The eye iris is a biometric that has a pattern that requires high accuracy to be identified. Problems that occur are generally image quality, because if the quality of the image used is not good, such as low resolution, blurring, or unusual luster, it will cause difficulty in distinguishing between the iris and pupil. Therefore, the Daugman Rubber Sheet Model method was used to increase the accuracy of the identification results. The Daugman Rubber Sheet method is also popular among researchers who discuss the identification of the iris. The data used in this study used primary data as many as 14 individuals and secondary data as many as 44 individuals. The CNN architectural models used are VGG16, ResNet50, ResNet101, MobileNetV2, MobileNetV3, DenseNet121, DenseNet169, and IrisNet. From the classification results in the study, the Daugman Rubber Sheet Model method has a good effect on improving the classification of the iris image. However, the results were not significantly different with the non-normalized iris. It can be seen from the comparison of the results of the classification of normalized and non-normalized data, which have almost the same high accuracy with a difference of about 1%. The best CNN architectural models used are DenseNet, ResNet, and IrisNet because they have the best performance for identifying the iris with an accuracy of 99%.

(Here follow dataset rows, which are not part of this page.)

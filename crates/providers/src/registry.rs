use anyhow::Result;
use shared::agent_api::{ChatMessage, StreamChunk};
use shared::settings::{defaults, EngineItem, Setting};
use std::collections::HashMap;
use std::fmt;
use tokio::sync::mpsc::UnboundedSender;

use crate::chat::ChatClient;
use crate::deeplx::DeepLxClient;
use crate::gemini::GeminiClient;
use crate::openai::OpenAIClient;
use crate::prompts::{preset_messages, QueryKind};

/// Every engine the popup knows how to talk to.
#[derive(Debug, Clone, Copy, PartialEq, Eq, Hash)]
pub enum EngineId {
    ClickTranslate,
    OpenAi,
    Gemini,
    DeepSeek,
    DeepLx,
    Custom,
}

impl EngineId {
    pub const ALL: [EngineId; 6] = [
        EngineId::ClickTranslate,
        EngineId::OpenAi,
        EngineId::Gemini,
        EngineId::DeepSeek,
        EngineId::DeepLx,
        EngineId::Custom,
    ];

    pub fn as_str(self) -> &'static str {
        match self {
            EngineId::ClickTranslate => "click-translate",
            EngineId::OpenAi => "openai",
            EngineId::Gemini => "gemini",
            EngineId::DeepSeek => "deepseek",
            EngineId::DeepLx => "deeplx",
            EngineId::Custom => "custom",
        }
    }

    /// `None` for identifiers no engine answers to.
    pub fn parse(id: &str) -> Option<Self> {
        let id = id.trim();
        Self::ALL
            .into_iter()
            .find(|engine| engine.as_str().eq_ignore_ascii_case(id))
    }
}

impl fmt::Display for EngineId {
    fn fmt(&self, f: &mut fmt::Formatter<'_>) -> fmt::Result {
        f.write_str(self.as_str())
    }
}

/// Connection parameters of one engine, fixed once resolved from settings.
#[derive(Debug, Clone, PartialEq)]
pub struct EngineDescriptor {
    pub id: EngineId,
    pub endpoint: String,
    pub api_key: String,
    pub model: String,
    pub temperature: f32,
    pub is_streaming: bool,
}

/// The closed set of engine implementations behind [`ChatClient`].
#[derive(Debug, Clone)]
pub enum Engine {
    OpenAi(OpenAIClient),
    Gemini(GeminiClient),
    DeepLx(DeepLxClient),
    #[cfg(test)]
    Scripted(test_support::ScriptedEngine),
}

impl Engine {
    pub fn from_descriptor(descriptor: &EngineDescriptor, setting: &Setting) -> Self {
        match descriptor.id {
            EngineId::Gemini => Engine::Gemini(GeminiClient::new(descriptor)),
            EngineId::DeepLx => Engine::DeepLx(DeepLxClient::new(
                descriptor,
                &setting.source_language(),
                &setting.target_language(),
            )),
            EngineId::ClickTranslate | EngineId::OpenAi | EngineId::DeepSeek | EngineId::Custom => {
                Engine::OpenAi(OpenAIClient::new(descriptor))
            }
        }
    }

    /// Run one request, writing its output to `tx`.
    ///
    /// Streaming engines emit `Text` deltas and end with `Done` or `Error`; one-shot
    /// engines emit a single `Complete`. An `Err` means the request failed before any
    /// output was produced.
    pub async fn run(&self, messages: &[ChatMessage], tx: &UnboundedSender<StreamChunk>) -> Result<()> {
        match self {
            Engine::OpenAi(client) if client.is_streaming() => client.generate_stream(messages, tx).await,
            Engine::OpenAi(client) => {
                let text = client.generate(messages).await?;
                let _ = tx.send(StreamChunk::Complete(text));
                Ok(())
            }
            Engine::Gemini(client) if client.is_streaming() => client.generate_stream(messages, tx).await,
            Engine::Gemini(client) => {
                let text = client.generate(messages).await?;
                let _ = tx.send(StreamChunk::Complete(text));
                Ok(())
            }
            Engine::DeepLx(client) => {
                let text = client.translate(messages).await?;
                let _ = tx.send(StreamChunk::Complete(text));
                Ok(())
            }
            #[cfg(test)]
            Engine::Scripted(engine) => engine.run(messages, tx).await,
        }
    }
}

fn setting_or_env(value: &Option<String>, env_key: &str) -> String {
    value
        .as_deref()
        .map(str::trim)
        .filter(|v| !v.is_empty())
        .map(str::to_string)
        .or_else(|| std::env::var(env_key).ok().filter(|v| !v.trim().is_empty()))
        .unwrap_or_default()
}

fn setting_or(value: &Option<String>, default: &str) -> String {
    value
        .as_deref()
        .map(str::trim)
        .filter(|v| !v.is_empty())
        .unwrap_or(default)
        .to_string()
}

/// Resolves engine ids chosen in the settings to ready clients.
#[derive(Debug, Clone)]
pub struct EngineRegistry {
    setting: Setting,
    descriptors: HashMap<EngineId, EngineDescriptor>,
}

impl EngineRegistry {
    pub fn from_setting(setting: &Setting) -> Self {
        let descriptor = |id: EngineId, endpoint: String, api_key: String, model: String| EngineDescriptor {
            id,
            endpoint,
            api_key,
            model,
            temperature: 0.0,
            is_streaming: id != EngineId::DeepLx,
        };

        let descriptors = [
            descriptor(
                EngineId::ClickTranslate,
                defaults::CLICK_TRANSLATE_ADDRESS.to_string(),
                setting_or_env(&None, "CLICK_TRANSLATE_API_KEY"),
                defaults::CLICK_TRANSLATE_MODEL.to_string(),
            ),
            descriptor(
                EngineId::OpenAi,
                setting_or(&setting.open_ai_address, defaults::OPENAI_ADDRESS),
                setting_or_env(&setting.open_ai_key, "OPENAI_API_KEY"),
                setting_or(&setting.open_ai_model, defaults::OPENAI_MODEL),
            ),
            descriptor(
                EngineId::Gemini,
                setting_or(&setting.gemini_address, defaults::GEMINI_ADDRESS),
                setting_or_env(&setting.gemini_key, "GEMINI_API_KEY"),
                String::new(),
            ),
            descriptor(
                EngineId::DeepSeek,
                setting_or(&setting.deep_seek_address, defaults::DEEPSEEK_ADDRESS),
                setting_or_env(&setting.deep_seek_api_key, "DEEPSEEK_API_KEY"),
                defaults::DEEPSEEK_MODEL.to_string(),
            ),
            descriptor(
                EngineId::DeepLx,
                setting_or(&setting.deep_lx_address, ""),
                String::new(),
                String::new(),
            ),
            descriptor(
                EngineId::Custom,
                setting_or(&setting.custom_ai_address, ""),
                setting_or(&setting.custom_ai_key, ""),
                setting_or(&setting.custom_ai_model, ""),
            ),
        ]
        .into_iter()
        .map(|d| (d.id, d))
        .collect();

        Self {
            setting: setting.clone(),
            descriptors,
        }
    }

    pub fn setting(&self) -> &Setting {
        &self.setting
    }

    pub fn descriptor(&self, id: &str) -> Option<&EngineDescriptor> {
        self.descriptors.get(&EngineId::parse(id)?)
    }

    /// A client with an empty transcript, or `None` for an unknown id.
    pub fn resolve(&self, id: &str) -> Option<ChatClient> {
        let descriptor = self.descriptor(id)?;
        let engine = Engine::from_descriptor(descriptor, &self.setting);
        Some(ChatClient::new(descriptor.id, engine, Vec::new()))
    }

    /// A client primed with the prompt preset for `word` looked up as `kind`.
    pub fn resolve_query(&self, id: &str, kind: QueryKind, word: &str, sentence: &str) -> Option<ChatClient> {
        let descriptor = self.descriptor(id)?;
        let is_chat = self
            .catalogue_entry(descriptor.id)
            .map(|item| item.is_chat)
            .unwrap_or(true);
        let engine = Engine::from_descriptor(descriptor, &self.setting);
        let preset = preset_messages(&self.setting, kind, is_chat, word, sentence);
        Some(ChatClient::new(descriptor.id, engine, preset))
    }

    /// Engines offered for `kind`, in the user's order, limited to known ids
    /// compatible with the query.
    pub fn engines_for(&self, kind: QueryKind) -> Vec<EngineItem> {
        let list = match kind {
            QueryKind::Word => self.setting.word_engine_list(),
            QueryKind::Sentence => self.setting.sentence_engine_list(),
        };
        list.into_iter()
            .filter(|item| EngineId::parse(&item.value).is_some())
            .filter(|item| match kind {
                QueryKind::Word => item.compatible.supports_word(),
                QueryKind::Sentence => item.compatible.supports_sentence(),
            })
            .collect()
    }

    /// The first checked engine for `kind`, else the first one offered.
    pub fn preferred_engine(&self, kind: QueryKind) -> Option<EngineItem> {
        let engines = self.engines_for(kind);
        engines
            .iter()
            .find(|item| item.checked)
            .or_else(|| engines.first())
            .cloned()
    }

    fn catalogue_entry(&self, id: EngineId) -> Option<EngineItem> {
        self.setting
            .word_engine_list()
            .into_iter()
            .chain(self.setting.sentence_engine_list())
            .chain(defaults::engine_list())
            .find(|item| EngineId::parse(&item.value) == Some(id))
    }
}
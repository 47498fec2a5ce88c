//! Incremental parser for the textual event streams chat engines answer with.
//!
//! Records are newline-delimited. `data:` lines carry the payload; `event:`,
//! `id:`/`retry:` and `:` comment lines are ignored. A bare
//! non-empty line is taken as a payload too, so newline-delimited JSON bodies parse
//! the same way. `\r\n` line endings are accepted.

/// A single parsed record.
#[derive(Debug, Clone, PartialEq, Eq)]
pub struct SseEvent {
    pub data: String,
}

impl SseEvent {
    /// The `[DONE]` sentinel closing OpenAI-style streams.
    pub fn is_done(&self) -> bool {
        self.data.trim() == "[DONE]"
    }
}

/// Buffers partial lines across chunk boundaries.
#[derive(Debug, Default)]
pub struct SseParser {
    buffer: Vec<u8>,
}

impl SseParser {
    pub fn new() -> Self {
        Self::default()
    }

    /// Feed raw bytes from the HTTP response. Returns every record completed by them.
    pub fn feed(&mut self, chunk: &[u8]) -> Vec<SseEvent> {
        // Bytes are buffered until a full line is present so multi-byte characters
        // split across chunks decode intact.
        self.buffer.extend_from_slice(chunk);

        let mut events = Vec::new();
        while let Some(pos) = self.buffer.iter().position(|b| *b == b'\n') {
            let line: Vec<u8> = self.buffer.drain(..=pos).collect();
            let line = String::from_utf8_lossy(&line);
            if let Some(event) = self.parse_line(line.trim_end_matches(['\n', '\r'])) {
                events.push(event);
            }
        }
        events
    }

    /// Flush a trailing record that was not newline-terminated.
    pub fn finish(&mut self) -> Option<SseEvent> {
        if self.buffer.is_empty() {
            return None;
        }
        let rest = std::mem::take(&mut self.buffer);
        let line = String::from_utf8_lossy(&rest).into_owned();
        self.parse_line(line.trim_end_matches('\r'))
    }

    fn parse_line(&self, line: &str) -> Option<SseEvent> {
        if line.trim().is_empty() {
            return None;
        }
        if ["event:", "id:", "retry:", ":"].iter().any(|p| line.starts_with(p)) {
            return None;
        }
        let data = match line.strip_prefix("data:") {
            Some(val) => val.strip_prefix(' ').unwrap_or(val),
            None => line,
        };
        Some(SseEvent {
            data: data.to_string(),
        })
    }
}

#[cfg(test)]
mod tests {
    use super::*;

    #[test]
    fn test_basic_sse() {
        let mut parser = SseParser::new();
        let events = parser.feed(b"data: hello\n\ndata: world\n\n");
        assert_eq!(events.len(), 2);
        assert_eq!(events[0].data, "hello");
        assert_eq!(events[1].data, "world");
    }

    #[test]
    fn test_event_lines_are_skipped() {
        let mut parser = SseParser::new();
        let events = parser.feed(b"event: message_start\ndata: {\"type\":\"message\"}\n\n");
        assert_eq!(events.len(), 1);
        assert_eq!(events[0].data, "{\"type\":\"message\"}");
    }

    #[test]
    fn test_split_across_chunks() {
        let mut parser = SseParser::new();
        assert!(parser.feed(b"data: hel").is_empty());
        let events = parser.feed(b"lo\n");
        assert_eq!(events.len(), 1);
        assert_eq!(events[0].data, "hello");
    }

    #[test]
    fn test_multibyte_split_across_chunks() {
        let mut parser = SseParser::new();
        let bytes = "data: 你好\n".as_bytes();
        assert!(parser.feed(&bytes[..8]).is_empty());
        let events = parser.feed(&bytes[8..]);
        assert_eq!(events[0].data, "你好");
    }

    #[test]
    fn test_crlf_comments_and_done() {
        let mut parser = SseParser::new();
        let events = parser.feed(b": keep-alive\r\nid: 7\r\ndata: {}\r\n\r\ndata: [DONE]\r\n");
        assert_eq!(events.len(), 2);
        assert_eq!(events[0].data, "{}");
        assert!(events[1].is_done());
    }

    #[test]
    fn test_bare_json_lines_and_trailing_record() {
        let mut parser = SseParser::new();
        let events = parser.feed(b"{\"a\":1}\n{\"b\":");
        assert_eq!(events.len(), 1);
        assert!(parser.feed(b"2}").is_empty());
        assert_eq!(parser.finish().map(|e| e.data), Some("{\"b\":2}".to_string()));
        assert!(parser.finish().is_none());
    }
}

Item Type: Thesis (Undergraduate)
Uncontrolled Keywords: Iris Recognition, Daugman Rubber Sheet Model, CNN, VGG16, ResNet, MobileNet, DenseNet, IrisNet, Canny Edge
Subjects: T Technology > TK Electrical engineering. Electronics Nuclear engineering > TK1-9971 Electrical engineering. Electronics. Nuclear engineering > TK1 Electrical engineering--Periodicals. Automatic control--Periodicals. Computer science--Periodicals. Information technology--Periodicals. Automatic control. Computer science. Electrical engineering. Information technology.
Divisions: 03-Faculty of Engineering > 20201-Electrical Engineering (S1)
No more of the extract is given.